Dragon has more DR than film?????

Thanks, Evin. That's good to know. I thought that should be the case but I haven't really seen a good example of it yet. To be fair, I don't think anyone has shot with that in mind yet.

Like Emmanuel stated, perhaps DRAGONCOLOR will improve upon it even further.

Did you watch Peter's test? He shot the Santa Monica pier at night that has colored "christmas" lights (right side of frame) and they look great. No colorless center with colored halo. Check it out again if you are curious. Although they are quite a distance away... 00:59 second mark.
http://vimeo.com/72861708
 
Did you watch Peter's test? He shot the Santa Monica pier at night that has colored "christmas" lights (right side of frame) and they look great. No colorless center with colored halo. Check it out again if you are curious. Although they are quite a distance away... 00:59 second mark.

Thanks Matt. I actually pointed those Christmas lights out in Peter's original thread:
http://www.reduser.net/forum/showth...Test-for-ASC&p=1246834&viewfull=1#post1246834

However, the traffic and taillights aren't faring too much better than MX in the night street scene of Gunleik's "Sweet..."

Like I said, that scene probably wasn't shot with those things in mind and maybe the new color science would better leverage the sensor's improved capabilities.
 
Actually, the traffc lights do even better than what the vimeo looks like.

I graded for DCP, and that did not translate too well into the quicktime. I had the choice of making "tonemapped", dull or let some of the highlights and lowlights go.

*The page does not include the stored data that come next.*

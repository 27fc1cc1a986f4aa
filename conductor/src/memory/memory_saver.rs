//! Process-local checkpointer. Contents vanish with the process.

use std::collections::HashMap;

use async_trait::async_trait;
use tokio::sync::RwLock;

use super::checkpoint::{Checkpoint, CheckpointSummary};
use super::checkpointer::{CheckpointError, Checkpointer};
use super::config::RunnableConfig;

/// Checkpoints per thread, oldest first.
///
/// Storing a completed checkpoint drops everything older than the thread's previous
/// completed checkpoint, so a thread holds at most its last finished run plus what
/// came after it.
pub struct MemorySaver<S> {
    threads: RwLock<HashMap<String, Vec<Checkpoint<S>>>>,
}

impl<S> MemorySaver<S> {
    pub fn new() -> Self {
        Self {
            threads: RwLock::new(HashMap::new()),
        }
    }
}

impl<S> Default for MemorySaver<S> {
    fn default() -> Self {
        Self::new()
    }
}

fn thread_of(config: &RunnableConfig) -> Result<&str, CheckpointError> {
    config
        .thread_id
        .as_deref()
        .ok_or(CheckpointError::MissingThreadId)
}

#[async_trait]
impl<S> Checkpointer<S> for MemorySaver<S>
where
    S: Clone + Send + Sync + 'static,
{
    async fn put(
        &self,
        config: &RunnableConfig,
        checkpoint: Checkpoint<S>,
    ) -> Result<String, CheckpointError> {
        let thread = thread_of(config)?;
        let id = checkpoint.id.clone();
        let mut threads = self.threads.write().await;
        let all = threads.entry(thread.to_string()).or_default();
        if checkpoint.is_complete() {
            if let Some(base) = all.iter().rposition(Checkpoint::is_complete) {
                all.drain(..base);
            }
        }
        all.push(checkpoint);
        Ok(id)
    }

    async fn get(&self, config: &RunnableConfig) -> Result<Option<Checkpoint<S>>, CheckpointError> {
        let thread = thread_of(config)?;
        let threads = self.threads.read().await;
        let stored = threads.get(thread).and_then(|all| match &config.checkpoint_id {
            Some(wanted) => all.iter().find(|cp| &cp.id == wanted),
            None => all.last(),
        });
        Ok(stored.cloned())
    }

    async fn list(
        &self,
        config: &RunnableConfig,
        limit: Option<usize>,
    ) -> Result<Vec<CheckpointSummary>, CheckpointError> {
        let thread = thread_of(config)?;
        let threads = self.threads.read().await;
        let all = threads.get(thread).map(Vec::as_slice).unwrap_or_default();
        let skip = limit.map_or(0, |n| all.len().saturating_sub(n));
        Ok(all[skip..].iter().map(Checkpoint::summary).collect())
    }

    async fn delete_thread(&self, thread_id: &str) -> Result<usize, CheckpointError> {
        let removed = self.threads.write().await.remove(thread_id);
        Ok(removed.map_or(0, |all| all.len()))
    }
}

Now, a week later, i have a lot better tools for grading... Hahahaha.

Isn't it fun on the bleeding edge?

Looks good in the DCP, looks ok in h.264...

Right now i do not have time for a regrade, though...
"Should" do it. :-)
Must just pay the rent...

Best.

G
 

Gunleik, thanks for posting these. You are a gentleman and a scholar. Buuuuut...

Unless I'm missing something, the linear light version isn't showing much improvement (color saturation-wise) in the taillights over the RG3 or REDlogfilm versions.

The car closest to camera shows the most color saturation, which is promising (yet nowhere near the deep reds you'd see on film), but the two cars in front of it are only showing a faint hint of color in their lights and are further away, which makes me think they have the brakes applied where the closest car does not.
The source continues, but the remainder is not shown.